In the wake of the authoritarian and digital turn and a time of fast-changing, disruptive politics and uprisings, we seek papers that explore spaces, performances and identities as part of the changing relationships between monuments, memory, and memes (i.e., the digital).

Monuments have garnered global attention, and controversy, as society grapples with what, how, and where to process collective memory. They may assume ambiguous meanings and represent painful, unjust episodes of history for large populations – for example, Soviet and Nazi monuments in Central and Eastern Europe, Confederate statuary across the American South, or bronze representations of former political leaders that transpire dissonant post-colonial legacy, such as the statues of Cecil Rhodes in South Africa, or Stamford Raffles in Singapore.

Notably in the light of political phenomena like ‘Trumpism’, ‘Brexit’, and specific nationalist movements, the very same monuments may signify heroism, glory, and pride to some significant others. The monuments themselves, and the debates and performances that surround them, thereby become a kind of border-scape. They pinpoint much deeper socio-cultural divides and contestations that can, and do, erupt into violence and dramatic political transformations, as witness the scenes of statues being torn down or brutally protected.

Along with the social momenta of international rights movements, new scope has been provided for the establishment of monuments for – or through bottom-up initiatives of – traditionally marginalised populations. For example, the struggles of LGBT+ people for social recognition and equal rights have seen material reifications such as in the case of the Homomonument in Amsterdam and the Gay Liberation Monument in New York. In the context of the Black Lives Matter activist movement, fans of Missy Elliott have proposed to replace the Confederate Monument in Portsmouth, Virginia with a statue of this Black American rapper and music producer.

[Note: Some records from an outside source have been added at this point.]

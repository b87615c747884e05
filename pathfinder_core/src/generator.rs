// generator.rs - Random obstacle mazes scaled by difficulty
//
// Cells are blocked independently (Bernoulli per cell); there is no carved
// topology, so solvability has to be checked after the fact.

use rand::Rng;

use crate::error::{PathfinderError, Result};
use crate::grid::{Cell, Grid, Position};
use crate::pathfinding::{find_path, Path};

/// Base chance of a cell being blocked at difficulty 0.
pub const BASE_OBSTACLE_CHANCE: f64 = 0.1;

/// Obstacle chance never rises above this.
pub const MAX_OBSTACLE_CHANCE: f64 = 0.4;

/// Default cap on regenerate-until-solvable attempts.
pub const DEFAULT_MAX_ATTEMPTS: u32 = 1000;

/// Probability that a non-endpoint cell is blocked at `difficulty`.
///
/// `min(0.1 + difficulty / 100, 0.4)`; negative or NaN difficulty counts as 0.
pub fn obstacle_chance(difficulty: f64) -> f64 {
    let difficulty = if difficulty.is_nan() { 0.0 } else { difficulty.max(0.0) };
    (BASE_OBSTACLE_CHANCE + difficulty / 100.0).min(MAX_OBSTACLE_CHANCE)
}

/// Generates a `width x height` grid with randomly blocked cells.
///
/// The start (0,0) and goal (height-1, width-1) cells are always free.
pub fn generate<R: Rng + ?Sized>(
    width: usize,
    height: usize,
    difficulty: f64,
    rng: &mut R,
) -> Result<Grid> {
    let mut grid = Grid::new(width, height)?;
    let chance = obstacle_chance(difficulty);
    let (start, goal) = (grid.start(), grid.goal());

    for row in 0..height {
        for col in 0..width {
            let pos = Position::new(row, col);
            if pos == start || pos == goal {
                continue;
            }
            if rng.random::<f64>() < chance {
                grid.set(pos, Cell::Blocked);
            }
        }
    }

    Ok(grid)
}

/// Regenerates until the goal is reachable from the start.
///
/// Returns the grid with its optimal path. Gives up after `max_attempts`
/// grids with [`PathfinderError::MazeUnsolvableAfterRetries`].
pub fn generate_solvable<R: Rng + ?Sized>(
    width: usize,
    height: usize,
    difficulty: f64,
    rng: &mut R,
    max_attempts: u32,
) -> Result<(Grid, Path)> {
    for attempt in 1..=max_attempts {
        let grid = generate(width, height, difficulty, rng)?;
        let path = find_path(&grid, grid.start(), grid.goal());
        if !path.is_empty() {
            if attempt > 1 {
                log::debug!(
                    "Solvable {}x{} maze after {} attempts (difficulty {})",
                    width, height, attempt, difficulty
                );
            }
            return Ok((grid, path));
        }
        log::trace!("Attempt {attempt}: {width}x{height} maze unsolvable, regenerating");
    }

    log::warn!(
        "Gave up on {}x{} maze at difficulty {} after {} attempts",
        width, height, difficulty, max_attempts
    );
    Err(PathfinderError::MazeUnsolvableAfterRetries {
        attempts: max_attempts,
        width,
        height,
        difficulty,
    })
}

#[cfg(test)]
mod tests {
    use super::*;
    use proptest::prelude::*;
    use rand::rngs::StdRng;
    use rand::SeedableRng;

    /// Rng stub that always yields zero bits, so every cell rolls 0.0.
    struct AlwaysBlock;

    impl rand::RngCore for AlwaysBlock {
        fn next_u32(&mut self) -> u32 {
            0
        }
        fn next_u64(&mut self) -> u64 {
            0
        }
        fn fill_bytes(&mut self, dst: &mut [u8]) {
            dst.fill(0);
        }
    }

    #[test]
    fn test_obstacle_chance_scaling() {
        assert!((obstacle_chance(0.0) - 0.1).abs() < 1e-12);
        assert!((obstacle_chance(15.0) - 0.25).abs() < 1e-12);
        assert_eq!(obstacle_chance(30.0), MAX_OBSTACLE_CHANCE);
        assert_eq!(obstacle_chance(500.0), MAX_OBSTACLE_CHANCE);
        assert!((obstacle_chance(-20.0) - 0.1).abs() < 1e-12);
        assert!((obstacle_chance(f64::NAN) - 0.1).abs() < 1e-12);
    }

    #[test]
    fn test_seeded_generation_is_reproducible() {
        let a = generate(8, 6, 20.0, &mut StdRng::seed_from_u64(7)).unwrap();
        let b = generate(8, 6, 20.0, &mut StdRng::seed_from_u64(7)).unwrap();
        assert_eq!(a, b);
        assert_eq!(a.width(), 8);
        assert_eq!(a.height(), 6);
    }

    #[test]
    fn test_zero_size_rejected() {
        let mut rng = StdRng::seed_from_u64(1);
        assert!(matches!(
            generate(0, 5, 0.0, &mut rng),
            Err(PathfinderError::InvalidDimensions { .. })
        ));
    }

    #[test]
    fn test_endpoints_survive_forced_obstacles() {
        let grid = generate(4, 4, 100.0, &mut AlwaysBlock).unwrap();
        assert!(grid.is_free(grid.start()));
        assert!(grid.is_free(grid.goal()));
        assert_eq!(grid.blocked_count(), 14);
    }

    #[test]
    fn test_single_cell_is_trivially_solvable() {
        let (grid, path) = generate_solvable(1, 1, 100.0, &mut AlwaysBlock, 3).unwrap();
        assert_eq!(grid.blocked_count(), 0);
        assert_eq!(path.len(), 1);
    }

    #[test]
    fn test_retry_cap_is_enforced() {
        let err = generate_solvable(5, 5, 100.0, &mut AlwaysBlock, 12).unwrap_err();
        assert_eq!(
            err,
            PathfinderError::MazeUnsolvableAfterRetries {
                attempts: 12,
                width: 5,
                height: 5,
                difficulty: 100.0,
            }
        );
        assert!(err.is_fatal());
    }

    #[test]
    fn test_blocked_ratio_tracks_chance() {
        // 20_000 interior cells at p = 0.25: the ratio should land well
        // inside +/- 0.02.
        let mut rng = StdRng::seed_from_u64(2024);
        let mut blocked = 0usize;
        let mut interior = 0usize;
        for _ in 0..200 {
            let grid = generate(10, 10, 15.0, &mut rng).unwrap();
            blocked += grid.blocked_count();
            interior += 98;
        }
        let ratio = blocked as f64 / interior as f64;
        assert!((ratio - 0.25).abs() < 0.02, "ratio was {ratio}");
    }

    proptest! {
        #[test]
        fn prop_endpoints_always_free(
            width in 1usize..=16,
            height in 1usize..=16,
            difficulty in 0.0f64..200.0,
            seed in any::<u64>(),
        ) {
            let grid = generate(width, height, difficulty, &mut StdRng::seed_from_u64(seed)).unwrap();
            prop_assert!(grid.is_free(grid.start()));
            prop_assert!(grid.is_free(grid.goal()));
        }

        #[test]
        fn prop_solvable_output_has_valid_path(
            size in 1usize..=10,
            difficulty in 0.0f64..40.0,
            seed in any::<u64>(),
        ) {
            let mut rng = StdRng::seed_from_u64(seed);
            let (grid, path) = generate_solvable(size, size, difficulty, &mut rng, DEFAULT_MAX_ATTEMPTS).unwrap();
            prop_assert!(path.is_valid_on(&grid));
            prop_assert_eq!(path.first(), Some(grid.start()));
            prop_assert_eq!(path.last(), Some(grid.goal()));
        }
    }
}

Through and by the digital, these same monuments have, strikingly, become re-presented and re-imagined, sometimes adopting even larger significance via ‘viral’ social media and circulated in the capacity as memes. The latter – as we have argued in our recent paper ‘Digital Geographies of Public Art: New Global Politics’ (in Progress in Human Geography 43(5): 890-909) – may be rendered as artworks co-created in the digital public sphere, using an image that is circulated and ‘curated’ globally, sometimes with accompanying text or #hashtags and some visual modifications.

Memes (i.e. user-created content), therefore, are an extension of the predominant urban locus of monuments. Hence, they epitomise a digital public art environment, as well as a socio-cultural and political conversation laden with meaning and contestation (again sometimes with dramatic and even violent impacts). Memes may become a sort of digital urban palimpsest, replicating societal fissures that reconfigure and form new borders between political ideologies, cultural understandings, and identities (across ethnicity, gender, sexuality, class, geographical origin, etc.). As such, they stretch far beyond the urban as we know it, whereby they also unsettle dualisms such as cosmopolitanism vs. heartland, inner city vs. hinterland, elite vs. layperson, and artist vs. amateur.

Particularly for the socially marginalised, memes can offer new opportunities to reclaim their voice whilst they reside in a power struggle between oppositional voices operating through the same social media channels and repertoires. Memes, then, may become new sites for monument formation and contestation: a virally circulated meme in some ways replaces the traditional stone statue or flowered memorial within a digitally networked type of embodiment.

Against this background, we welcome cross-disciplinary explorations and cases from diverse geographies, epistemologies, and methodologies. Please send abstracts of max. 250 words to Martin Zebracki at m.m.zebracki [at] leeds.ac.uk and Jason Luger at jdluger [at] berkeley.edu by February 3, 2020. Address any queries to both of us.